Stored items
============================================================

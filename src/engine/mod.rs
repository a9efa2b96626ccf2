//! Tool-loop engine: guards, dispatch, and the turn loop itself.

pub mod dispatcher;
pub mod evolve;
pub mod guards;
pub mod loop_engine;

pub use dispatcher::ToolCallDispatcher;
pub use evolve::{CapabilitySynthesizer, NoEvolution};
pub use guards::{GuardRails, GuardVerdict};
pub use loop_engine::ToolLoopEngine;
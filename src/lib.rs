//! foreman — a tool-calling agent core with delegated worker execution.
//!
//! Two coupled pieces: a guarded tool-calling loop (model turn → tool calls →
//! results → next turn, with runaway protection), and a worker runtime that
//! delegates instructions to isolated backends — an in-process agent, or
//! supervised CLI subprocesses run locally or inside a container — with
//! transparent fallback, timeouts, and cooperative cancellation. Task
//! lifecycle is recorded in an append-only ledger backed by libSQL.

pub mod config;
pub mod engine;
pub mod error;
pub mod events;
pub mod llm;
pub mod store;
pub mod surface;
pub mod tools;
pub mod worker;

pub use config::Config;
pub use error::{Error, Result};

============================================================

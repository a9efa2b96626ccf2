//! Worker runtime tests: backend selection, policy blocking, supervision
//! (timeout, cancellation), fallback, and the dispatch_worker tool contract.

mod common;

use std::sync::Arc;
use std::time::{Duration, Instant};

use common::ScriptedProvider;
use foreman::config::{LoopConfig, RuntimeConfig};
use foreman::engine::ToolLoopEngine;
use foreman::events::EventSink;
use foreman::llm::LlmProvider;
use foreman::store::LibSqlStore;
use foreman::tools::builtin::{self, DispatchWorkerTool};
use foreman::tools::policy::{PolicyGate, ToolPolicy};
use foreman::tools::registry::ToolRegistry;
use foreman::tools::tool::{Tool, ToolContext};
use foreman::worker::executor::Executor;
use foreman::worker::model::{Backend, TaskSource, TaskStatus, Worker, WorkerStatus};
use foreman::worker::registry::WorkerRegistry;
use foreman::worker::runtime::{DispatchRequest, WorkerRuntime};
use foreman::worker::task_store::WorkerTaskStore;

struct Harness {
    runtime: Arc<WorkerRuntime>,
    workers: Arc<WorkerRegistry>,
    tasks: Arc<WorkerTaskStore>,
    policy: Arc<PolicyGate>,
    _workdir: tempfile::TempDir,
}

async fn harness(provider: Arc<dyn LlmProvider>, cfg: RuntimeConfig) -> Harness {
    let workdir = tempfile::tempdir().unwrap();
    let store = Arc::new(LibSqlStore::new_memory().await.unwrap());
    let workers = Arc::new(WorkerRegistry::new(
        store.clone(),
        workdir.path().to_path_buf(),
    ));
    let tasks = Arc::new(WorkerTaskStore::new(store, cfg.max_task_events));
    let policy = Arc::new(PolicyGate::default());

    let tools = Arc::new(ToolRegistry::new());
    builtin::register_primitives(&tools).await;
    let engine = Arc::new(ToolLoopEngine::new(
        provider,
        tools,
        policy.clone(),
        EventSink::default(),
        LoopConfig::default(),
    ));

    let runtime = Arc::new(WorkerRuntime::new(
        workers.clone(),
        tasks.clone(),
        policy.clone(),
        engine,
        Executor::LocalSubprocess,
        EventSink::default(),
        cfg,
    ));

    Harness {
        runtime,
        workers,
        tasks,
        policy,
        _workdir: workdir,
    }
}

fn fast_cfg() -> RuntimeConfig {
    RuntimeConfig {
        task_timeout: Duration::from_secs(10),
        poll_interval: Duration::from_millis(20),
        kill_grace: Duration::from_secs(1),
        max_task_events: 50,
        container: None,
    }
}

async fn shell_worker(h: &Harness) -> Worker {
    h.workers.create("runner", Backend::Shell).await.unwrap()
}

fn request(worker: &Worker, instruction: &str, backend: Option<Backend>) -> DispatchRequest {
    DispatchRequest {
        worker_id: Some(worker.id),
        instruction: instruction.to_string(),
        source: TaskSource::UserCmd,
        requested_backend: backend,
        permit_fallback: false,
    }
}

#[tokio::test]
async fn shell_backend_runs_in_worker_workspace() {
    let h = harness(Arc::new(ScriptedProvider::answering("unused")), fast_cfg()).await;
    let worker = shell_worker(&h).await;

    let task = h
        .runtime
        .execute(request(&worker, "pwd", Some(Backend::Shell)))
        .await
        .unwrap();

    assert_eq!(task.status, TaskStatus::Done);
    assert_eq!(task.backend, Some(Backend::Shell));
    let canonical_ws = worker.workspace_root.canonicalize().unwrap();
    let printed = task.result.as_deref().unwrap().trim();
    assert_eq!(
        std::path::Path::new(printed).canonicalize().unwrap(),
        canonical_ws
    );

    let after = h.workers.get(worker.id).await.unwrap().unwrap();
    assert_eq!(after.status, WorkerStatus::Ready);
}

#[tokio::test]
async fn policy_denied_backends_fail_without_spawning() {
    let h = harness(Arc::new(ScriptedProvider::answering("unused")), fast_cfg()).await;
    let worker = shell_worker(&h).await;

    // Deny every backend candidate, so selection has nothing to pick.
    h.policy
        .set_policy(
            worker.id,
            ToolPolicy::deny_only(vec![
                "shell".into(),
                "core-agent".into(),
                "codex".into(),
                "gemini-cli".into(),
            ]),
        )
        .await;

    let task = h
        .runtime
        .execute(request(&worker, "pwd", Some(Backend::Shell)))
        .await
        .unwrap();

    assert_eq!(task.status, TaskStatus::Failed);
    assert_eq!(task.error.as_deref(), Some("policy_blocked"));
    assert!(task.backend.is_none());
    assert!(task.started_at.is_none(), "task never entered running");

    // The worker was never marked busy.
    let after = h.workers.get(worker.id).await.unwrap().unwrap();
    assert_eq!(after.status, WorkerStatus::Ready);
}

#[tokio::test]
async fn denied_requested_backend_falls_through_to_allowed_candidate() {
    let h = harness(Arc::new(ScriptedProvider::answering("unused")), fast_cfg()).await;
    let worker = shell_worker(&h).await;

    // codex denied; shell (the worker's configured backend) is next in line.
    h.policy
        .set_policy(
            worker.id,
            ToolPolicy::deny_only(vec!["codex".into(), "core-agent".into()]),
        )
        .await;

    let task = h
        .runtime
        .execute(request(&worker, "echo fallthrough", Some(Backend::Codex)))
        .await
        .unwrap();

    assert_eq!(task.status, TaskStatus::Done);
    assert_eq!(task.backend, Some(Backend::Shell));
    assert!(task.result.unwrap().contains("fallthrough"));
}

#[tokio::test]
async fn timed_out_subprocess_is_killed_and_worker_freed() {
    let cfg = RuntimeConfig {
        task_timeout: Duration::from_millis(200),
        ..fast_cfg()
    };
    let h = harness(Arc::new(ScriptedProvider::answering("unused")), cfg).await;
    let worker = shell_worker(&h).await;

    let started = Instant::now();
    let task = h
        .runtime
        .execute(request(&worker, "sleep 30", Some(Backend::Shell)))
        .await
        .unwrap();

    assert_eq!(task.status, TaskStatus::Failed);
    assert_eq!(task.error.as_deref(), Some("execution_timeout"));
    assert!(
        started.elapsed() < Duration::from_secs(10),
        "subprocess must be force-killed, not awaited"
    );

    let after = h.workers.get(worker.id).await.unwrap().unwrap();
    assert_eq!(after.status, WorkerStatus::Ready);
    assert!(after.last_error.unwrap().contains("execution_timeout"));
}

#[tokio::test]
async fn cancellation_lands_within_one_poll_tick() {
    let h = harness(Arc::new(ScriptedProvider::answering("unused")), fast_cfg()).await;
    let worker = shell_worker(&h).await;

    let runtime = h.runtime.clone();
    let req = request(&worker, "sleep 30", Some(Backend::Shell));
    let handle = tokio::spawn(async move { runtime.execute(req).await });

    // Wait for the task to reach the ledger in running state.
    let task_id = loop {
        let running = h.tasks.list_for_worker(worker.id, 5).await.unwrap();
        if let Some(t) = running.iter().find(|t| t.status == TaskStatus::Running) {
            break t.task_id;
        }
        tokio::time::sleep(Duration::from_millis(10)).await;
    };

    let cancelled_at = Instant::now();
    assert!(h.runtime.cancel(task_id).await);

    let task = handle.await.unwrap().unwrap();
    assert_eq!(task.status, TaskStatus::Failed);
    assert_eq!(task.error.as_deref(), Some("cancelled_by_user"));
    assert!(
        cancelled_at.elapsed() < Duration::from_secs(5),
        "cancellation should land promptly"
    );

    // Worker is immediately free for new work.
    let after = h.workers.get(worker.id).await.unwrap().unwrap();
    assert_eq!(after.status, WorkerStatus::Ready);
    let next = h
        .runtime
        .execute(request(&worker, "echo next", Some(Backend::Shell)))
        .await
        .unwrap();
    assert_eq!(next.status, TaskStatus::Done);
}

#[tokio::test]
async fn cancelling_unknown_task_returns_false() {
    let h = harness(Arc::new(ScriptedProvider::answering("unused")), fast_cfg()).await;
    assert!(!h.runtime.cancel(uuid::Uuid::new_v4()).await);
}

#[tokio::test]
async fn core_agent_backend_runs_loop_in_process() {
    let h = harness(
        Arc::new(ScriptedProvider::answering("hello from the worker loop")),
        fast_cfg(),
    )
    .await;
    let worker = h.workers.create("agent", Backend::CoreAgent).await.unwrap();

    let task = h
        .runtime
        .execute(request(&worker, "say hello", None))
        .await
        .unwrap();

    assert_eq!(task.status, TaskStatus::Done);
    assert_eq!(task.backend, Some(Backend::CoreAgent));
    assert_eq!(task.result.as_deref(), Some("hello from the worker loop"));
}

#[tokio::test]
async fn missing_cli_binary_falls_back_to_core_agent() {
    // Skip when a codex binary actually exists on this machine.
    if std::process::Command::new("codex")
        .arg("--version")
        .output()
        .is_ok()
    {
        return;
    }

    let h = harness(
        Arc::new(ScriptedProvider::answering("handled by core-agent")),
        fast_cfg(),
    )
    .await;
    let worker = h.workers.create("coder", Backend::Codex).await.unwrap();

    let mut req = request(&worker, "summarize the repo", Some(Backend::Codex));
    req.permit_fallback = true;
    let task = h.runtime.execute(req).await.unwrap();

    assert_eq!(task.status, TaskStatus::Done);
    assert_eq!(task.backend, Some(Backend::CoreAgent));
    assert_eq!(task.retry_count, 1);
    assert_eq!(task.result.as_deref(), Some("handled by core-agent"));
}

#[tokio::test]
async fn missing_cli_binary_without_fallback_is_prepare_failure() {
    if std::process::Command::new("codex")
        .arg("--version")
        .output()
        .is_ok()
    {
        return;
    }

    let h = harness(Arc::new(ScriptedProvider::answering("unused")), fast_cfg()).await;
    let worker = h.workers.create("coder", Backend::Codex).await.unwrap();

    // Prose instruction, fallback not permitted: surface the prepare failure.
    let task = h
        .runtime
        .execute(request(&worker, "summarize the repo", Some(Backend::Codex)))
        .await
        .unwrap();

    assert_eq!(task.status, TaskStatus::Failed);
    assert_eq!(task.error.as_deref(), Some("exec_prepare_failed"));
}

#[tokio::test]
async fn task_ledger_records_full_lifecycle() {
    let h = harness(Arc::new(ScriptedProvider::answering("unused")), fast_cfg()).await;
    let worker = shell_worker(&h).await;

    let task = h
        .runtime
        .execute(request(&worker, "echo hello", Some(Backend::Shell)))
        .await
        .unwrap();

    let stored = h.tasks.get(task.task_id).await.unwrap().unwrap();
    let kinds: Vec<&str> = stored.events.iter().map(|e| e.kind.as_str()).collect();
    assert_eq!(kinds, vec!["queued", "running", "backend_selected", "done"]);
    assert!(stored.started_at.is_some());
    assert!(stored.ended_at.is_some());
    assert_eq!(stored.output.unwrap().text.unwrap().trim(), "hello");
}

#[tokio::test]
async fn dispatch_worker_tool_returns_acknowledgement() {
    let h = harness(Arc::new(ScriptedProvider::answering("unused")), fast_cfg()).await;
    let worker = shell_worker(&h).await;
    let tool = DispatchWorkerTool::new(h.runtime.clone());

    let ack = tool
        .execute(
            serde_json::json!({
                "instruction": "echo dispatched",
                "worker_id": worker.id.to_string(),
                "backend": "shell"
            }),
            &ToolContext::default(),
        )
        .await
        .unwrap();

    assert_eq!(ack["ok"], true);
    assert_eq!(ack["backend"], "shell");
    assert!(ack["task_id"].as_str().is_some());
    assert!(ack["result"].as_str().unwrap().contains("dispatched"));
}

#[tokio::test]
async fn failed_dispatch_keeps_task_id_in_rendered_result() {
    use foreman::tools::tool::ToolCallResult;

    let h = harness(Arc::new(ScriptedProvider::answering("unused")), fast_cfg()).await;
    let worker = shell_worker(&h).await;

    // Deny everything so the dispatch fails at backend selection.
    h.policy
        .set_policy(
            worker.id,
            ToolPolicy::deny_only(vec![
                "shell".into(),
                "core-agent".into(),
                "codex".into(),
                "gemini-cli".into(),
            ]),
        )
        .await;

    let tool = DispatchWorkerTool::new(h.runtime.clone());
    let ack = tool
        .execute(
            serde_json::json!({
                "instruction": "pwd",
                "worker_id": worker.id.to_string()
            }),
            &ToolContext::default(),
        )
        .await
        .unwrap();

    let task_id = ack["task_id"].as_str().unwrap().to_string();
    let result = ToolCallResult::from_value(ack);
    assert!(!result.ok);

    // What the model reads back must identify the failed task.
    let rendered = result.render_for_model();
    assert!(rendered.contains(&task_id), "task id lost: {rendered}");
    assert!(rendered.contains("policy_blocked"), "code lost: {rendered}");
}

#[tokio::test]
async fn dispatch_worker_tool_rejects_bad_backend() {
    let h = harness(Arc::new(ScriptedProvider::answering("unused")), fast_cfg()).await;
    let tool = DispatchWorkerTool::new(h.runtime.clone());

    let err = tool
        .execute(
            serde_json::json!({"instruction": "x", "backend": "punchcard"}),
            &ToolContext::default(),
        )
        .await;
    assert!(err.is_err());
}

============================================================

__Activity__: From the data above, say how many lines include "TaskSource", and write nothing but the number.

__Exercise output__: 2